Shut in with thee, far, far above
the restless world that wars below,
we seek to learn and prove thy love,
thy wisdom and thy grace to know.

Many of us have sung these words by Alexander Stewart, from his hymn 'Lord Jesus Christ, we seek thy face'. He wrote it in the 1870s, but very little has been discovered about the man or his work.

In this verse he has crystallised a classic 'Free Church' spirituality of what happens on the Lord's Day. We turn our backs on the restless world to concentrate on and enjoy the presence of God. In a different mode, it lies behind 'Turn your eyes upon Jesus'; when we do that, 'the things of earth will grow strangely dim', and it would be an odd Christian who did not sometimes identify with that experience.

So far as it goes, this has both nonconformist pedigree and biblical warrant. Isaac Watts wrote: 'We are a garden walled around, chosen and made peculiar ground'. In his day, dissent was a dangerous label, and the gathered flock was understandably anxious and vulnerable. To meet was to escape into the heavenlies, as anyone reading Colossians 3 would understand.

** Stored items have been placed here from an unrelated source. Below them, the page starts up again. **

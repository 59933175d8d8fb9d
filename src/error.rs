use thiserror::Error;

#[derive(Debug, Error)]
pub enum LedgerError {
    #[error("stale tip: block built on {expected}, current tip is {actual}")]
    StaleTip { expected: String, actual: String },
    #[error("proof {proof} does not satisfy difficulty {difficulty} against the tip")]
    InvalidProof { proof: u64, difficulty: u32 },
    #[error("invalid node address: {0}")]
    InvalidNodeAddress(String),
    #[error("peer {peer} unreachable: {reason}")]
    PeerUnreachable { peer: String, reason: String },
    #[error("peer {peer} returned HTTP {status}")]
    PeerStatus { peer: String, status: u16 },
    #[error("peer {peer} sent a malformed chain: {reason}")]
    MalformedPeerChain { peer: String, reason: String },
}

pub type Result<T> = std::result::Result<T, LedgerError>;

But here's the snag. Sometimes opening prayers and well-intentioned sermons push this part of the truth so far that it overshadows another part. We find ourselves being told quite often that we must empty our minds of yesterday, not yet fill them with tomorrow, and shut out all thoughts of the outside world in order to hear God's word today, now. Sounds good?

Drawbacks

But this attitude has some fatal drawbacks. It is a guilt-inducing counsel of perfection. Unless they are in a trance-like state of ecstasy, no Christians can possibly forget the highs and lows of last week, the concerns of family and neighbours in the next. That job interview, that hospital appointment, that awkward meeting, that school visit, that birthday party... How can we possibly shut them out of our minds?

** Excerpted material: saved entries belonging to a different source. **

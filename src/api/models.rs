use crate::blockchain::{Block, Blockchain, LinearSearch, ProofSearch};
use crate::config::Settings;
use crate::network::{ChainFetcher, NodeRegistry};
use crate::transaction::Transaction;
use serde::{Deserialize, Serialize};
use serde_json::Number;
use std::sync::{Arc, Mutex};
use uuid::Uuid;

/// Shared application state: the chain store, known peers and the
/// collaborators that mine and fetch.
pub struct AppState {
    pub blockchain: Mutex<Blockchain>,
    pub nodes: Mutex<NodeRegistry>,
    pub miner: Arc<dyn ProofSearch>,
    pub fetcher: Arc<dyn ChainFetcher>,
    /// This node's identity; sender of mining rewards.
    pub node_id: String,
    pub reward_receiver: String,
    pub mine_retry_limit: u32,
}

impl AppState {
    pub fn new(settings: &Settings, fetcher: Arc<dyn ChainFetcher>) -> Self {
        let miner = LinearSearch::new(settings.difficulty)
            .with_max_attempts(settings.mining_max_attempts);
        Self {
            blockchain: Mutex::new(Blockchain::new(settings.difficulty)),
            nodes: Mutex::new(NodeRegistry::new()),
            miner: Arc::new(miner),
            fetcher,
            node_id: Uuid::new_v4().simple().to_string(),
            reward_receiver: settings.reward_receiver.clone(),
            mine_retry_limit: settings.mine_retry_limit.max(1),
        }
    }
}

/* ---------- Chain API Models ---------- */

#[derive(Serialize)]
pub struct ChainResponse<'a> {
    pub chain: &'a [Block],
    pub length: usize,
}

#[derive(Serialize)]
pub struct MineResponse {
    pub message: String,
    pub index: u64,
    pub transactions: Vec<Transaction>,
    pub proof: u64,
    pub previous_hash: String,
    pub timestamp: i64,
}

#[derive(Serialize)]
pub struct ReplaceResponse<'a> {
    pub message: &'static str,
    pub chain: &'a [Block],
}

#[derive(Serialize)]
pub struct ValidateResponse {
    pub valid: bool,
    pub length: usize,
}

/* ---------- TX API Models ---------- */

/// Every field is optional so a missing one yields our own 400 body.
#[derive(Deserialize)]
pub struct AddTransactionRequest {
    pub sender: Option<String>,
    pub receiver: Option<String>,
    pub amount: Option<Number>,
}

#[derive(Serialize)]
pub struct MessageResponse {
    pub message: String,
}

/* ---------- Node API Models ---------- */

#[derive(Deserialize)]
pub struct ConnectNodeRequest {
    pub nodes: Option<Vec<String>>,
}

#[derive(Serialize)]
pub struct ConnectNodeResponse {
    pub message: &'static str,
    pub total_nodes: Vec<String>,
}
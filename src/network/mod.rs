pub mod consensus;
pub mod registry;

pub use consensus::{ChainFetcher, HttpChainFetcher, resolve_conflicts};
pub use registry::NodeRegistry;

More to the point, why on earth should we? Animals, we assume, think of one thing at a time and do not dwell much on the past or the future. It is the glory of humans that we are not so limited. And the glory of Christians to know that our heavenly Father is concerned for Monday to Saturday as well as Sunday. Our hymns, like prayers and sermons, are free to reflect such a generous God. It is not guilty to bring these into our congregational devotions; it is glorious!

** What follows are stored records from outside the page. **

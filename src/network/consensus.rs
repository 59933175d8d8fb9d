use actix_web::http::StatusCode;
use async_trait::async_trait;
use futures::future::join_all;
use log::{debug, info, warn};
use serde::Deserialize;
use std::sync::Mutex;
use std::time::Duration;

use crate::blockchain::{Block, Blockchain, is_valid_chain};
use crate::error::{LedgerError, Result};

/// Largest `/get_chain` body we accept from a peer.
const MAX_CHAIN_BODY_BYTES: usize = 64 * 1024 * 1024;

/// Wire shape of a peer's `/get_chain` response.
#[derive(Debug, Deserialize)]
pub struct PeerChain {
    pub chain: Vec<Block>,
    pub length: usize,
}

impl PeerChain {
    /// Reject bodies whose advertised length disagrees with the blocks sent.
    pub fn into_blocks(self, peer: &str) -> Result<Vec<Block>> {
        if self.length != self.chain.len() {
            return Err(LedgerError::MalformedPeerChain {
                peer: peer.to_string(),
                reason: format!(
                    "length {} but {} blocks sent",
                    self.length,
                    self.chain.len()
                ),
            });
        }
        Ok(self.chain)
    }
}

/// Source of a peer's full chain.
#[async_trait(?Send)]
pub trait ChainFetcher: Send + Sync {
    async fn fetch_chain(&self, peer: &str) -> Result<Vec<Block>>;
}

/// Fetches `GET http://{peer}/get_chain` with a per-peer timeout.
#[derive(Debug, Clone)]
pub struct HttpChainFetcher {
    timeout: Duration,
}

impl HttpChainFetcher {
    pub fn new(timeout: Duration) -> Self {
        Self { timeout }
    }
}

#[async_trait(?Send)]
impl ChainFetcher for HttpChainFetcher {
    async fn fetch_chain(&self, peer: &str) -> Result<Vec<Block>> {
        let client = awc::Client::builder().timeout(self.timeout).finish();
        let url = format!("http://{peer}/get_chain");

        let mut resp = client
            .get(&url)
            .send()
            .await
            .map_err(|e| LedgerError::PeerUnreachable {
                peer: peer.to_string(),
                reason: e.to_string(),
            })?;

        if resp.status() != StatusCode::OK {
            return Err(LedgerError::PeerStatus {
                peer: peer.to_string(),
                status: resp.status().as_u16(),
            });
        }

        let body = resp
            .json::<PeerChain>()
            .limit(MAX_CHAIN_BODY_BYTES)
            .await
            .map_err(|e| LedgerError::MalformedPeerChain {
                peer: peer.to_string(),
                reason: e.to_string(),
            })?;

        body.into_blocks(peer)
    }
}

/// Longest-valid-chain rule.
///
/// Fetches every peer concurrently, drops peers that fail or send invalid
/// chains, then under the store lock adopts the longest candidate that is
/// strictly longer than the local chain. Equal lengths keep what we have.
/// Returns whether the local chain was replaced.
pub async fn resolve_conflicts(
    blockchain: &Mutex<Blockchain>,
    peers: &[String],
    fetcher: &dyn ChainFetcher,
) -> bool {
    let difficulty = blockchain.lock().expect("mutex poisoned").difficulty();

    let fetches = peers.iter().map(|peer| async move {
        (peer.as_str(), fetcher.fetch_chain(peer).await)
    });
    let results = join_all(fetches).await;

    // Validation is pure, so it runs before taking the lock.
    let mut candidates: Vec<(&str, Vec<Block>)> = Vec::new();
    for (peer, result) in results {
        match result {
            Ok(chain) if is_valid_chain(&chain, difficulty) => {
                debug!("CONSENSUS - peer {} offers {} blocks", peer, chain.len());
                candidates.push((peer, chain));
            }
            Ok(chain) => {
                warn!(
                    "CONSENSUS - discarding invalid chain from {} ({} blocks)",
                    peer,
                    chain.len()
                );
            }
            Err(e) => warn!("CONSENSUS - skipping peer: {}", e),
        }
    }

    let mut bc = blockchain.lock().expect("mutex poisoned");
    let local_len = bc.len();

    let mut best: Option<(&str, Vec<Block>)> = None;
    for (peer, chain) in candidates {
        let to_beat = best.as_ref().map_or(local_len, |(_, c)| c.len());
        if chain.len() > to_beat {
            best = Some((peer, chain));
        }
    }

    match best {
        Some((peer, chain)) => {
            info!(
                "CONSENSUS - adopting chain from {} ({} -> {} blocks)",
                peer,
                local_len,
                chain.len()
            );
            bc.replace(chain);
            true
        }
        None => {
            debug!(
                "CONSENSUS - local chain ({} blocks) kept after polling {} peers",
                local_len,
                peers.len()
            );
            false
        }
    }
}
use actix_web::{HttpResponse, Responder, get};

#[get("/health")]
pub async fn health_check() -> impl Responder {
    HttpResponse::Ok().body("Node is up and running 🦀")
}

It is easier to do what Mr. Stewart has done than to write hymns reflecting the wider world. Some who try to put specific everyday needs into verse (the shopping, the lifts, the giro, the buses) succeed only in being banal and ephemeral.

Great model

But, as ever, we have a great model in the Psalms. We need not sing only what David sang, but we can learn from what he sang about. Friends and enemies, families and children, tears and laughter, waking and sleeping, food and drink, hills and valleys, animals and birds, whales and beetles, rain and sunshine, moon and stars, ships at sea, leaders in church and state, war and peace, sickness and health; it may be a good idea to check through your church's hymn book to see that all these are represented at least somewhere.

Scripture shows that our minds can be occupied with all such things even as we praise God. Because God is concerned for these things even as he cares for us. The things of earth are then not so much dimmed as transformed by exposure to the Word of God and the glory of heaven.